▶ [Task to complete] Show all the lines in the data below that include the word "letters".

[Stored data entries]
· · · ·
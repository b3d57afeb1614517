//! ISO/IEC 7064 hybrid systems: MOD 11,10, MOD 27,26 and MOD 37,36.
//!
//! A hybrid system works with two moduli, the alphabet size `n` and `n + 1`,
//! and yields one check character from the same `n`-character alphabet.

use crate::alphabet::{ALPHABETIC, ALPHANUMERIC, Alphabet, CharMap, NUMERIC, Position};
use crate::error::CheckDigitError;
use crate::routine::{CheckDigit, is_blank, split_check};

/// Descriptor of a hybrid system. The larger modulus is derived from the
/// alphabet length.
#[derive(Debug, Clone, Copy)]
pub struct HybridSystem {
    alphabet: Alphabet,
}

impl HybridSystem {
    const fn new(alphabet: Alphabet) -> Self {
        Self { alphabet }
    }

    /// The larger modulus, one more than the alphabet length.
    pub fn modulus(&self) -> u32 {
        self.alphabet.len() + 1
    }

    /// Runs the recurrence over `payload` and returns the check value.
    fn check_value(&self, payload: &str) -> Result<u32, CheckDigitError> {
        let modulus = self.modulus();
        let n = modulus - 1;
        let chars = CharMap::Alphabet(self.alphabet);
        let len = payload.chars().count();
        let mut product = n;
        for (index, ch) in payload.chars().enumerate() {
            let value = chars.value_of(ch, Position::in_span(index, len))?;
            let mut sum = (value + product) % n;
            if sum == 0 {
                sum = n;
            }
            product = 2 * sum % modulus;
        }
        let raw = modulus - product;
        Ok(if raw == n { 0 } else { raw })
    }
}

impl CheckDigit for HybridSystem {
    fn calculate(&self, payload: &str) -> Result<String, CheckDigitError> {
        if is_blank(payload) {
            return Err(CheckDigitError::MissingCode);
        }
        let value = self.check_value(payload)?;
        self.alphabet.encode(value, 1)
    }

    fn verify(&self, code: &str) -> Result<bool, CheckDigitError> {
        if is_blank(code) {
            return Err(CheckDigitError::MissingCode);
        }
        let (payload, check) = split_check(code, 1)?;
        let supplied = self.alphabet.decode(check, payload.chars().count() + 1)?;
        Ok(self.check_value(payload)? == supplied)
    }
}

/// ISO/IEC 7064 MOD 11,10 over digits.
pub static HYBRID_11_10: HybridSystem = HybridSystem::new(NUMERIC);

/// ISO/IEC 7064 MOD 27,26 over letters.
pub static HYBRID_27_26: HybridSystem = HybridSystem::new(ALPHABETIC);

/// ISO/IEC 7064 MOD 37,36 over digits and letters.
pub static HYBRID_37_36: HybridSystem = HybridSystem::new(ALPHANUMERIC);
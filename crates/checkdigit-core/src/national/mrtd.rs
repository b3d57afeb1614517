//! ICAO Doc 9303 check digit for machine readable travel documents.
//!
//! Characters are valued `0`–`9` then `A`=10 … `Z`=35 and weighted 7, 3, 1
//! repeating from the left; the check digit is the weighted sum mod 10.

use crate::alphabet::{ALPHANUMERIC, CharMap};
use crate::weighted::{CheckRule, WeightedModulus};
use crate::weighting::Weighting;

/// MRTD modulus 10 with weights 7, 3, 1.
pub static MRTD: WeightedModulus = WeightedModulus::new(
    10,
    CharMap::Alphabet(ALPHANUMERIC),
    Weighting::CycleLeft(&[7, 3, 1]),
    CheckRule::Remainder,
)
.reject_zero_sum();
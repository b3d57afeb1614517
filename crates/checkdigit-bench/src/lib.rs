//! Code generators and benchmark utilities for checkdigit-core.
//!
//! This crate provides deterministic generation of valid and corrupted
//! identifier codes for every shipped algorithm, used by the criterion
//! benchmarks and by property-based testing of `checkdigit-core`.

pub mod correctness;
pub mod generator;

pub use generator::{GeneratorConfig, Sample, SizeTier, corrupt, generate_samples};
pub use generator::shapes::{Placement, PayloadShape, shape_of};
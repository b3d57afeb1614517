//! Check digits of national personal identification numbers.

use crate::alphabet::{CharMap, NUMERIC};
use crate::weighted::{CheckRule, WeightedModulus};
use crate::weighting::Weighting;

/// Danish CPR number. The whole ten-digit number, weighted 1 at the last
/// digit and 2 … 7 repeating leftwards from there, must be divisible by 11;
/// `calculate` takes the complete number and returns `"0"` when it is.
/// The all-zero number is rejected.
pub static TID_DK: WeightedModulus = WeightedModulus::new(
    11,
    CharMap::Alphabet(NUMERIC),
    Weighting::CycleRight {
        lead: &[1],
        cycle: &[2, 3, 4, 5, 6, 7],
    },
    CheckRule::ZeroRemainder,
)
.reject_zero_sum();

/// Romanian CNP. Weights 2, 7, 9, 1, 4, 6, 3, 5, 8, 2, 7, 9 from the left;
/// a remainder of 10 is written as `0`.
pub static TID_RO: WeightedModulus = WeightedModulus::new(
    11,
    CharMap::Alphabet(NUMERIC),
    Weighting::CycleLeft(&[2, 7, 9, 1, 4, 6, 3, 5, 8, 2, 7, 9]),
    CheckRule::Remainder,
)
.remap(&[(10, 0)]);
· · · ·
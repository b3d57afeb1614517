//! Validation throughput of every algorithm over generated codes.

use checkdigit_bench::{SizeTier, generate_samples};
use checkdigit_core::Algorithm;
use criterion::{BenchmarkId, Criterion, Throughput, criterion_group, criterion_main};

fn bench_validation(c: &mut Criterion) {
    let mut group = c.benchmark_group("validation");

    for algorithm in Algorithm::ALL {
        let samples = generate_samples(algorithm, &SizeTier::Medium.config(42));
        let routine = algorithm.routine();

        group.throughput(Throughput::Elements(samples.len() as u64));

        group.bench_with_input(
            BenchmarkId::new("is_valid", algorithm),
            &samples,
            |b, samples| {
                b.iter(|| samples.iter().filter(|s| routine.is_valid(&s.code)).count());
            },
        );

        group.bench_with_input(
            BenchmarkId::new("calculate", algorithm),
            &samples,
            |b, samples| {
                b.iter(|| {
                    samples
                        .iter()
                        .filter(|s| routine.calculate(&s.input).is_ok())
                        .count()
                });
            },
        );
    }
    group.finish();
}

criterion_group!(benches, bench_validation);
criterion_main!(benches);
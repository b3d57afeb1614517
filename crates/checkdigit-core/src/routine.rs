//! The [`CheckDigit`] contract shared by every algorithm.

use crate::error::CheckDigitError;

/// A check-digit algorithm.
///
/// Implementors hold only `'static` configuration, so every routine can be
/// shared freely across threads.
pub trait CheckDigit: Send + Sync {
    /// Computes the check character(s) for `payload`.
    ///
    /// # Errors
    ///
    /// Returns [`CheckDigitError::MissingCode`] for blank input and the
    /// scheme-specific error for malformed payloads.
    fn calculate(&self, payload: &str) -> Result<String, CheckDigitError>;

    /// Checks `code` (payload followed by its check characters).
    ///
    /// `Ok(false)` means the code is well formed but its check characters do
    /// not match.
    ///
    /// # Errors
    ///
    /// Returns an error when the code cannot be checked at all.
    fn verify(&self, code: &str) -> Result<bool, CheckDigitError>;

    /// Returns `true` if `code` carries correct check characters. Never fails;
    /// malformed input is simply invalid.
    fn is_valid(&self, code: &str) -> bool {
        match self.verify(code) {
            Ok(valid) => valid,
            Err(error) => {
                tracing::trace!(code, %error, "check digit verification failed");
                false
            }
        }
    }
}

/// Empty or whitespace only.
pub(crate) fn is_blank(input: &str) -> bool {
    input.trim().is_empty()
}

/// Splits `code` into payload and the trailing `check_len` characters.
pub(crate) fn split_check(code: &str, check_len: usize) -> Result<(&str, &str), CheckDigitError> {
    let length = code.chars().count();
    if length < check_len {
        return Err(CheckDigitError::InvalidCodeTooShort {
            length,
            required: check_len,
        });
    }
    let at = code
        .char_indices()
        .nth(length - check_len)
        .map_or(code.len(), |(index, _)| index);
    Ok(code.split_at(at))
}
· · · ·
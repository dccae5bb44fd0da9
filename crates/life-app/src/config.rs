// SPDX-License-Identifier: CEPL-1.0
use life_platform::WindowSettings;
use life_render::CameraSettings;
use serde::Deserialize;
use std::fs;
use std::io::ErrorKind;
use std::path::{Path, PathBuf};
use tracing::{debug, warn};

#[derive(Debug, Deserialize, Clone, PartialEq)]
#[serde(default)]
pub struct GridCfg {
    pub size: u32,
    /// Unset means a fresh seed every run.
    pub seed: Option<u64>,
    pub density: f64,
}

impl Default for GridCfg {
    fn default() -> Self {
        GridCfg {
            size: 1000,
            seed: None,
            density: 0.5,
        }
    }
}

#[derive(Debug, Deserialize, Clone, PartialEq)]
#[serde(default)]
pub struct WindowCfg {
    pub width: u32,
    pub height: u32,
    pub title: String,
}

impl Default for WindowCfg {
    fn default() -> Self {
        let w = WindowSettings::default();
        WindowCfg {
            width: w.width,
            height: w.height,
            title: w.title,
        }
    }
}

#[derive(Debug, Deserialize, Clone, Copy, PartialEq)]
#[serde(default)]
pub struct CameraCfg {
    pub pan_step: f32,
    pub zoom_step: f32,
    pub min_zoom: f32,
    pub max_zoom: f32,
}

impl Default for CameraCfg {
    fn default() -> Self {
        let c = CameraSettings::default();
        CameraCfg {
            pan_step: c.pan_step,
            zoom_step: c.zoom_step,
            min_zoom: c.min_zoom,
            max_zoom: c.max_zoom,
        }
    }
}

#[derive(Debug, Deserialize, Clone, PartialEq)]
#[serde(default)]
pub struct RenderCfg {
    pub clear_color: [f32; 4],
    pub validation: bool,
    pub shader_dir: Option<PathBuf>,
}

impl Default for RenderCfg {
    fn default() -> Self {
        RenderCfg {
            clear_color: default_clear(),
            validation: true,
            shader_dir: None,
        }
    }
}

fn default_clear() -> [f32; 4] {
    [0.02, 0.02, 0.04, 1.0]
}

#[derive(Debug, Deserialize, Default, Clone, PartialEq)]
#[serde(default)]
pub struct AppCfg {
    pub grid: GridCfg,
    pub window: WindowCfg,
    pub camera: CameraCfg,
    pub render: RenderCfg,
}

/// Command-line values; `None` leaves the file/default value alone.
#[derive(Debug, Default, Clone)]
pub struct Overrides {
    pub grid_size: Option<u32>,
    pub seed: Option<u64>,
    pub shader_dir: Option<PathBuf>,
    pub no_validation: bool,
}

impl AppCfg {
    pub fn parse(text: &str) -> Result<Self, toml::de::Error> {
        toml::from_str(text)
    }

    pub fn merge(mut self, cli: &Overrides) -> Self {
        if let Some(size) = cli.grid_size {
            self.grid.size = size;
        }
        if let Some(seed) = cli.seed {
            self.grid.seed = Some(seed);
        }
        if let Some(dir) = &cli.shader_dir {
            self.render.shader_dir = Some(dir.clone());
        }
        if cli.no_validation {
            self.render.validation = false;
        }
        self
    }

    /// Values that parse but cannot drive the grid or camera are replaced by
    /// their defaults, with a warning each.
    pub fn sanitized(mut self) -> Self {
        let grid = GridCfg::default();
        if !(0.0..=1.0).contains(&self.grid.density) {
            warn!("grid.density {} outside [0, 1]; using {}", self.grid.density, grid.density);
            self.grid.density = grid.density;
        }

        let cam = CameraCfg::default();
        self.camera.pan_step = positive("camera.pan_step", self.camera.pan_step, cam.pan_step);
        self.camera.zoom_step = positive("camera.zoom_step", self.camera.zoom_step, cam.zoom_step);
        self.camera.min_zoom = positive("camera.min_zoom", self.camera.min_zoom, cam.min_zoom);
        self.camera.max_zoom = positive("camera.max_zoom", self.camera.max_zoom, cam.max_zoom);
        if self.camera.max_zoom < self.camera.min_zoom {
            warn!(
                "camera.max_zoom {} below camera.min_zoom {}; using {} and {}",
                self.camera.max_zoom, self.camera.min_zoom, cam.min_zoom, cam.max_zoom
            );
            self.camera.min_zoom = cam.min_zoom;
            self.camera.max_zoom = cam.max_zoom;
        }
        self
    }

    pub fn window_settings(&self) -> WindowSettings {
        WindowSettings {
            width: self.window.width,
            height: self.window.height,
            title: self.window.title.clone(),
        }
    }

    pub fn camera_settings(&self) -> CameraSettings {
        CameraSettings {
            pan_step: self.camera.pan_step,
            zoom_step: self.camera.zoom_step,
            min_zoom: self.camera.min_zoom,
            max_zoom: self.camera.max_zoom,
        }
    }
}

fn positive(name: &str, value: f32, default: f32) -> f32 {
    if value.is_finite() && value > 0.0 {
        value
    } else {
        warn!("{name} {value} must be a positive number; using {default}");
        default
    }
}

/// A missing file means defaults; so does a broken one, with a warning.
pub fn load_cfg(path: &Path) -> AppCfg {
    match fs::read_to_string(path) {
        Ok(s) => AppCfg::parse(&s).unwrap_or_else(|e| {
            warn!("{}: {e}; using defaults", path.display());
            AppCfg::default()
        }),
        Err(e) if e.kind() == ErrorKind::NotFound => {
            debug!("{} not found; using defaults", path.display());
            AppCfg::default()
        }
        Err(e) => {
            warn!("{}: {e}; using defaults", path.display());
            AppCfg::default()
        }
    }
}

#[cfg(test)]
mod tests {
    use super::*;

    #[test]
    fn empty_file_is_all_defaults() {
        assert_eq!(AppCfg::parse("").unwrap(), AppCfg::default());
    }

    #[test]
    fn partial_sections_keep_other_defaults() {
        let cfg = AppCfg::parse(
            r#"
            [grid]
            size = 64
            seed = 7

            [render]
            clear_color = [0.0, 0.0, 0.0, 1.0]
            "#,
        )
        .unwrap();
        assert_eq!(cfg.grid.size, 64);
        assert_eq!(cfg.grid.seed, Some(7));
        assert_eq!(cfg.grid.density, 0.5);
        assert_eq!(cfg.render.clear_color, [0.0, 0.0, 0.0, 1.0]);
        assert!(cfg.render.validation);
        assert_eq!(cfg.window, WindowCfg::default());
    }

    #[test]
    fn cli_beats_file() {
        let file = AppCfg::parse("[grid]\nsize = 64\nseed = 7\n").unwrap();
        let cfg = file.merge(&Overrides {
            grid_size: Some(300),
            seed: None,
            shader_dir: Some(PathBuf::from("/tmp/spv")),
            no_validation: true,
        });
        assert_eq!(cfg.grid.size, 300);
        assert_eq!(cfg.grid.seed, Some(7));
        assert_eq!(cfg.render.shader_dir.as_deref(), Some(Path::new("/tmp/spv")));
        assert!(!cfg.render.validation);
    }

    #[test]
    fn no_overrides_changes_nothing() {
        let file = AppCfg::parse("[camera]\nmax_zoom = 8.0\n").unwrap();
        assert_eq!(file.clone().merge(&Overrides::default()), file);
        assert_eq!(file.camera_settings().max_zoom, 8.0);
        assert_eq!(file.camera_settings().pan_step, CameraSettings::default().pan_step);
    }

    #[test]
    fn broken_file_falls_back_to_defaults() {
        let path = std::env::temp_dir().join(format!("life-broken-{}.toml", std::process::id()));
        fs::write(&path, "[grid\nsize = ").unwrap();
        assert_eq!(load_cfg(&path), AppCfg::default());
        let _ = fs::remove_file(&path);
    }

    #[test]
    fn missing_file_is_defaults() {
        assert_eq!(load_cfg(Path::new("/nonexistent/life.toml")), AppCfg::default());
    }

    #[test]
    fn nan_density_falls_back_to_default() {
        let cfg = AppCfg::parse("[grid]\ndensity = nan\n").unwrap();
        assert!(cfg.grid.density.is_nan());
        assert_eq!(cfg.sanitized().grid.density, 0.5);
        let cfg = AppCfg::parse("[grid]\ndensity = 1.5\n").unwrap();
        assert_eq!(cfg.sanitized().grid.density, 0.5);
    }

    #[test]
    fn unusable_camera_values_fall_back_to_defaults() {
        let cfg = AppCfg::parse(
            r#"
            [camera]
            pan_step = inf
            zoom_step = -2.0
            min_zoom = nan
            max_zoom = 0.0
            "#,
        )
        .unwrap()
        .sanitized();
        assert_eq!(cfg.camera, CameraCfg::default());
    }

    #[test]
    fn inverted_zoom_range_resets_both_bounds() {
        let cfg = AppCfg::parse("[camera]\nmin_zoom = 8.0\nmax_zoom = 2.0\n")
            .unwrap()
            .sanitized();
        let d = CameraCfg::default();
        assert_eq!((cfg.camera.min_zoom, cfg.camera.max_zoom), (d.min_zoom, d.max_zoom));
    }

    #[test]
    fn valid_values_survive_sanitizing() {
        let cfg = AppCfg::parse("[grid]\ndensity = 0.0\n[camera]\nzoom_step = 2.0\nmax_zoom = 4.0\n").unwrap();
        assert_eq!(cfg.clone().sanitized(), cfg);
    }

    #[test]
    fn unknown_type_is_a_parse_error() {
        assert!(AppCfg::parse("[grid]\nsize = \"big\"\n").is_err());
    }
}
· · · ·
▶ [Problem solution]
/// ISO/IEC 7064 MOD 27,26 over letters.
/// ISO/IEC 7064 MOD 37,36 over digits and letters.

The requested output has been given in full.